Luckily for Black Women, we can continue our celebrations after Black History Month into March for Women’s History Month. How did this month come to be?

Up until the 1970s, Women’s History was virtually an unknown topic in the K-12 education or in the general public. To change this, the Education Task Force of the Sonoma County (California) Commission initiated a “Women’s History Week” celebration in 1978. International Women’s Day was set on March 8th as the focal point of the observance.

After seeing the success in Sonoma County, more women decided to do special presentations honoring women in in classrooms throughout the area. In February 1980, President Carter issued the first Presidential Proclamation, making the week of March 8th National Women’s History Week. State departments of education across America encouraged National Women’s History Week as an effective means to achieving equity goals within classrooms. The increase of states declaring March as Women’s History Month was used to persuade Congress to declare the entire month of March National Women’s History Month, which passed in 1987. [Source]

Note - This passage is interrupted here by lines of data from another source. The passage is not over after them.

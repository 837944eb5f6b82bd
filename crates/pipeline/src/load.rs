//! View data loading and stale-completion gating.
//!
//! Fetches are async and the active view can change while one is in
//! flight. The gate stamps each load with a generation; a completion
//! whose generation is no longer current is dropped instead of applied.

use std::sync::atomic::{AtomicU64, Ordering};

use datasets::wire::{CityFilter, PopulationResponse, StatsResponse};
use model::record::GeoRecord;
use model::regions::RegionResolver;
use tracing::{debug, info};

use crate::provider::{DataProvider, FetchError};

/// Where an async load currently stands, as the host UI sees it.
#[derive(Debug)]
pub enum LoadState<T> {
    Loading,
    Ready(T),
    Failed(FetchError),
}

impl<T> LoadState<T> {
    pub fn is_ready(&self) -> bool {
        matches!(self, Self::Ready(_))
    }
}

/// Generation stamp handed out when a load starts.
#[derive(Debug, Copy, Clone, PartialEq, Eq)]
pub struct Generation(u64);

/// Monotonic generation gate for in-flight loads.
///
/// `begin` stamps a new load and makes it current; `invalidate` retires
/// whatever is in flight without starting anything. A completion is applied
/// only if its stamp is still current, so a slow response for a view the
/// user already left can never overwrite newer data.
#[derive(Debug, Default)]
pub struct FetchGate {
    current: AtomicU64,
}

impl FetchGate {
    pub fn new() -> Self {
        Self::default()
    }

    /// Starts a new load; any earlier in-flight load becomes stale.
    pub fn begin(&self) -> Generation {
        Generation(self.current.fetch_add(1, Ordering::SeqCst) + 1)
    }

    /// Retires the in-flight load, if any.
    pub fn invalidate(&self) {
        self.current.fetch_add(1, Ordering::SeqCst);
    }

    pub fn is_current(&self, generation: Generation) -> bool {
        self.current.load(Ordering::SeqCst) == generation.0
    }

    /// Passes `value` through only when `generation` is still current.
    pub fn accept<T>(&self, generation: Generation, value: T) -> Option<T> {
        if self.is_current(generation) {
            Some(value)
        } else {
            debug!("dropping stale load result");
            None
        }
    }
}

/// Everything one full load produces: normalized records for both point
/// views, plus the region statistics and the header aggregates.
#[derive(Debug)]
pub struct ViewData {
    pub events: Vec<GeoRecord>,
    pub cities: Vec<GeoRecord>,
    pub regions: RegionResolver,
    pub population: PopulationResponse,
    pub stats: StatsResponse,
}

/// Fetches all datasets from `provider` and normalizes them.
///
/// Any single endpoint failure fails the load as a whole; partial view
/// data is worse than a visible retry.
pub async fn load_view_data(provider: &dyn DataProvider) -> Result<ViewData, FetchError> {
    let events = provider.earthquakes().await?;
    let cities = provider.cities(CityFilter::default()).await?;
    let population = provider.population().await?;
    let stats = provider.stats().await?;

    let events = model::ingest::ingest_events(&events);
    let cities = model::ingest::ingest_cities(&cities.cities);
    let regions = RegionResolver::new(&population);

    info!(
        events = events.len(),
        cities = cities.len(),
        countries = population.data.len(),
        "view data loaded"
    );

    Ok(ViewData {
        events,
        cities,
        regions,
        population,
        stats,
    })
}

#[cfg(test)]
mod tests {
    use super::{FetchGate, LoadState, load_view_data};
    use crate::provider::MemoryProvider;

    #[test]
    fn only_the_latest_generation_is_accepted() {
        let gate = FetchGate::new();
        let first = gate.begin();
        let second = gate.begin();

        assert_eq!(gate.accept(first, "stale"), None);
        assert_eq!(gate.accept(second, "fresh"), Some("fresh"));
    }

    #[test]
    fn invalidate_retires_the_in_flight_load() {
        let gate = FetchGate::new();
        let generation = gate.begin();
        gate.invalidate();
        assert!(!gate.is_current(generation));
        assert_eq!(gate.accept(generation, 42), None);
    }

    #[test]
    fn a_generation_stays_current_until_superseded() {
        let gate = FetchGate::new();
        let generation = gate.begin();
        assert!(gate.is_current(generation));
        assert_eq!(gate.accept(generation, 1), Some(1));
        // Accepting is not consuming; the same stamp still passes.
        assert_eq!(gate.accept(generation, 2), Some(2));
    }

    #[tokio::test]
    async fn full_load_normalizes_every_dataset() {
        let data = load_view_data(&MemoryProvider::new()).await.unwrap();
        assert_eq!(data.events.len(), 25);
        assert_eq!(data.cities.len(), 35);
        assert_eq!(data.population.data.len(), 56);
        assert_eq!(data.stats.earthquakes.total, 25);

        let state = LoadState::Ready(data);
        assert!(state.is_ready());
        assert!(!LoadState::<()>::Loading.is_ready());
    }
}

It seems natural as a Black woman that you would be excited about Women’s History Month and women’s rights but I’ve always had a hard time connecting to the overall theme of feminism. This might be because historically, white women who claimed to be feminists only fought for rights for white women. Susan B. Anthony has a very racist past and Black Women did got receive the right to vote until years after white women did. The leaders of the Women’s Suffrage movement did not have Black women in mind when they were marching. White women are also the ones who stand by white men’s side to uphold white supremacy. They wrongfully accuse Black men of rape or sexual assault leading to a lot of damage in the Black community (ex. the start of the Tulsa Race Massacre and the murder of Emmitt Till).

Even modern day feminists seem to oftentimes leave Black women out of the things they are fighting for (ex: #WomenBoycott Twitter and Rose McGowan). And how can we forget the number of white women who voted for Donald Trump in both presidential elections. White women might be fighting for equal pay and abortion rights, but for Black women it goes deeper than that. We are still not even paid the same as white women or Asian women at work. What white women are fighting for we must fight with more obstacles in place.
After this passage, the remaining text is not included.